Regions Financial Corporation Supplemental 401(k) Plan
Notes to Financial Statements
December 31, 2004
1. Summary of Significant Accounting Policies
Basis of Presentation
The financial statements of Regions Financial Corporation Supplemental 401(k) Plan (the Plan) have been prepared on the accrual basis of accounting.
Use of Estimates
The preparation of financial statements in conformity with United States generally accepted accounting principles requires management to make estimates that affect the amounts reported in the financial statements and accompanying notes. Actual results could differ from those estimates.
2. Description of the Plan
The following description of the Plan provides only general information. Participants should refer to the Plan Description for a more complete description of the Plan's provisions.
General
The Plan which commenced on January 1, 2001, is a non-qualified deferred compensation plan and was established by Regions Financial Corporation (Plan Sponsor or the Company) for the purpose of providing supplemental deferred compensation opportunities for a select group of its highly compensated or management employees. The Plan at all times shall be entirely unfunded and no provision shall at any time be made with respect to segregating any assets of the Company for payment of any benefits. Funds invested to provide benefit under the Plan are protected through a Rabbi Trust and shall continue for all purposes to be part of the general assets of the Company. No participant, beneficiary or any other person shall have any interest in any particular assets of the Company by reason of the right to receive a benefit under the Plan and to the extent the participant, beneficiary or any other person acquires a right to receive benefits under the Plan, such right shall be no greater than the right of any unsecured creditor of the Company. The Company does not guarantee that any funds in a trust or assets of the Company will be sufficient to pay any benefits of the Plan.
Regions Financial Corporation Supplemental 401(k) Plan
Notes to Financial Statements (continued)
2. Description of the Plan (continued)
Eligibility
Employees participate in the Plan by making an irrevocable election at the beginning of each plan year. The election shall be effective for succeeding plan years until the election is revoked by the participant.
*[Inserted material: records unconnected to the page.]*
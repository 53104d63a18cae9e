use alloy_rlp::{RlpDecodable, RlpDecodableWrapper, RlpEncodable, RlpEncodableWrapper};
use quill_primitives::{Address, Hash};

/// An address and the storage slots a transaction intends to touch in it.
#[derive(
    Clone,
    Debug,
    Default,
    PartialEq,
    Eq,
    RlpDecodable,
    RlpEncodable,
    serde::Serialize,
    serde::Deserialize,
)]
#[serde(rename_all = "camelCase")]
pub struct AccessListItem {
    pub address: Address,
    pub storage_keys: Vec<Hash>,
}

/// An EIP-2930 access list.
// `RlpEncodableWrapper` keeps the items from being nested in a second list.
#[derive(
    Clone,
    Debug,
    Default,
    PartialEq,
    Eq,
    RlpDecodableWrapper,
    RlpEncodableWrapper,
    serde::Serialize,
    serde::Deserialize,
)]
#[serde(transparent)]
pub struct AccessList(pub Vec<AccessListItem>);

impl AccessList {
    /// Whether the list has no entries.
    pub fn is_empty(&self) -> bool {
        self.0.is_empty()
    }
}

impl From<Vec<AccessListItem>> for AccessList {
    fn from(items: Vec<AccessListItem>) -> Self {
        Self(items)
    }
}

impl From<AccessList> for Vec<AccessListItem> {
    fn from(list: AccessList) -> Self {
        list.0
    }
}

#[cfg(test)]
mod tests {
    use std::str::FromStr;

    use quill_rlp::{DecodeError, Decoder};

    use super::*;

    #[test]
    fn empty_list_encodes_as_empty_rlp_list() {
        assert_eq!(quill_rlp::encode(&AccessList::default()), vec![0xc0]);
    }

    #[test]
    fn decodes_what_it_encodes() -> anyhow::Result<()> {
        let list = AccessList(vec![
            AccessListItem {
                address: Address::from_str("0x000000000000000000000000000000000000dead")?,
                storage_keys: vec![Hash::ZERO, Hash::new([0x11; 32])],
            },
            AccessListItem {
                address: Address::ZERO,
                storage_keys: Vec::new(),
            },
        ]);

        let encoded = quill_rlp::encode(&list);
        let mut decoder = Decoder::new(&encoded);
        assert_eq!(decoder.decode::<AccessList>()?, list);
        decoder.finish()?;

        Ok(())
    }

    #[test]
    fn rejects_item_with_extra_field() {
        let address = Address::ZERO;
        let keys: Vec<Hash> = Vec::new();
        let extra = 1u64;
        let mut item = Vec::new();
        quill_rlp::encode_list_into::<dyn quill_rlp::Encodable>(
            &[&address, &keys, &extra],
            &mut item,
        );

        let mut list = Vec::new();
        quill_rlp::Header {
            list: true,
            payload_length: item.len(),
        }
        .encode(&mut list);
        list.extend_from_slice(&item);

        assert!(matches!(
            Decoder::new(&list).decode::<AccessList>(),
            Err(DecodeError::ListLengthMismatch { .. })
        ));
    }

    #[test]
    fn serializes_storage_keys_in_camel_case() -> anyhow::Result<()> {
        let item = AccessListItem {
            address: Address::ZERO,
            storage_keys: vec![Hash::ZERO],
        };

        let json = serde_json::to_value(&item)?;
        assert_eq!(
            json["storageKeys"][0],
            "0x0000000000000000000000000000000000000000000000000000000000000000"
        );

        Ok(())
    }
}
Contributions and Benefits
Benefits under the Plan are based on amounts credited to each participant's account. The credits to a participant's account is the aggregate amount of salary deferrals and profit sharing bonus deferrals which would have been deferred under the Company's qualified 401(k) Plan but for limitations imposed by the Internal Revenue Code, plus credited matching contributions and credited earnings thereon.
The matching contribution shall be credited to Regions Financial Corporation common stock until the date at which the Participant is eligible for diversification under the Company's qualified 401(k) Plan.
Vesting
All benefits are vested at all times except for amounts credited as matching contributions which vest upon completion of 3 years of service as defined in the Plan. Forfeited matching contributions will be the property of the Company and will remain as general assets of the Company.
Payment of Benefits
On termination of service, a participant may receive a lump-sum amount equal to the vested value of his or her account, or upon death, disability or retirement, elect to receive annual installments over a 10-year period. Plan provisions exist for accelerated vesting and distribution rights due to a change of control as per the terms of the plan document.
Regions Financial Corporation Supplemental 401(k) Plan
Notes to Financial Statements (continued)
2. Description of the Plan (continued)
Plan Termination
Although it has not expressed any intent to do so, the Company has the right under the Plan to discontinue its contributions at any time. Upon termination of the Plan, the deferred compensation credited to the accounts of the participants shall be distributed to the participants and their beneficiaries at such time or times and in such manner as determined by the Company.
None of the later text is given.